Lightsabers don't have to be EMP resistant. EMPs are not the all powerful killer of electronics that TV, books, and movies have made them out to be. Delicate radios, computers, and other electronics, especially with antennas? Sure, probably ought to be worried. A simple, robust weapon system that's been bonded together at a molecular level via the Force and can withstand just about any conditions you care to name? Probably won't even notice.
 
Saran Drast said:
Read the Jedi Path book. Seriously, read it. It's the main reason I know anything about Lightsaber combat (That and Jensaraii1 on Youtube)

Also, realize that no lightsaber that I know of to this point is EMP resistant, and a big enough explosive will kill ANY force user. I don't care who you are, a nuke to the face will kill you.
Lightsabers are emp resistant. They have a literal EM field that surrounds their plasma blades.
 
I_Am_The_Walrus said:
because Niman and Makashi are two totally different ways of training and thinking apparently.
Just noticed this:
Niman is a combination of portions of all lightaber forms before it, which includes Makashi. While Niman may be very different as a whole from Makashi, if you utilize the portions of Niman which utilize portions of Makashi, you get the combination I am referring to. Utilization of telekinetic dirty tricks while actively dueling and other such tactics. I call it "fighting smart", though I'd say it's just a more crude style of Makashi than anything.

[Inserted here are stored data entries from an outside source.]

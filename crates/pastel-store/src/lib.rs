mod local;

pub use local::LocalBlobStore;

use std::io::Read;
use std::path::PathBuf;
use std::sync::Arc;
use std::time::Duration;

#[derive(Debug, thiserror::Error)]
pub enum StoreError {
    #[error("not found: {0}")]
    NotFound(String),

    #[error("invalid blob key: {0:?}")]
    InvalidKey(String),

    #[error("store error: {0}")]
    Internal(String),
}

/// Storage for attachment bytes, keyed by attachment id.
pub trait BlobStore: Send + Sync {
    /// Write (create or overwrite) a blob from `reader`, returning the number
    /// of bytes stored. A failed write leaves no blob behind.
    fn write(&self, id: &str, reader: &mut dyn Read) -> Result<u64, StoreError>;

    /// Open a blob for reading. Returns `StoreError::NotFound` if absent.
    fn read(&self, id: &str) -> Result<Box<dyn Read + Send>, StoreError>;

    /// Delete a blob. No-op if absent.
    fn delete(&self, id: &str) -> Result<(), StoreError>;

    /// Check if a blob exists.
    fn exists(&self, id: &str) -> Result<bool, StoreError> {
        match self.read(id) {
            Ok(_) => Ok(true),
            Err(StoreError::NotFound(_)) => Ok(false),
            Err(e) => Err(e),
        }
    }

    /// Ids of every complete blob, sorted.
    fn list(&self) -> Result<Vec<String>, StoreError>;

    /// Remove leftovers of interrupted writes untouched for at least
    /// `older_than`, returning how many were removed. Stores that never
    /// leave partial data have nothing to do.
    fn sweep_partials(&self, _older_than: Duration) -> Result<usize, StoreError> {
        Ok(0)
    }
}

/// Reject keys that could escape the store root.
pub(crate) fn check_key(id: &str) -> Result<(), StoreError> {
    if id.is_empty()
        || id == "."
        || id.contains("..")
        || id.contains('/')
        || id.contains('\\')
        || id.contains('\0')
    {
        return Err(StoreError::InvalidKey(id.to_string()));
    }
    Ok(())
}

// -- Configuration --

/// Configuration for the blob store.
#[derive(Debug, Clone)]
pub struct StoreConfig {
    /// Absolute directory holding attachment blobs.
    pub root: PathBuf,
}

impl StoreConfig {
    pub fn new(root: impl Into<PathBuf>) -> Self {
        Self { root: root.into() }
    }

    /// Build from `PASTEL_ATTACHMENTS_PATH`, falling back to
    /// `<data dir>/attachments`.
    pub fn from_env() -> Self {
        let root = std::env::var_os("PASTEL_ATTACHMENTS_PATH")
            .map(PathBuf::from)
            .unwrap_or_else(|| pastel_core::paths::data_dir().join("attachments"));
        Self { root }
    }
}

// -- Factory --

/// Create a `BlobStore` from configuration.
pub fn create_store(config: &StoreConfig) -> Result<Arc<dyn BlobStore>, StoreError> {
    Ok(Arc::new(LocalBlobStore::new(config)?))
}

I can't say anything on the Makashi / Ataru combination. That just doesn't make any sense (they're fairly opposite).
 
[member="Braith Achlys"] There are weirder styles out there. Jerrec was a Makashi user who seemed to mix it with Niman's, as you put it, 'fighting smart' but used wider sweeping strikes like in Shii-Cho.


And on the subject of styles, Niman using lightsaber and a blaster. And my sith uses Juyo with Shii cho. Gotta love those combos.
 
[member="Braith Achlys"]

Well I certainly think the deft use of Force attacks within Makashi makes sense. I've seen some sources say Niman has bits of Makashi and others that it doesn't.

Juyo is one of those things that seem like Soresu: they aren't a set of moves but rather a philosophy which takes from other preexisting sets of attacks or defenses. Namely Form I and II for Soresu and a bit of this and that for Juyo. That's just one Walrus' interpretation.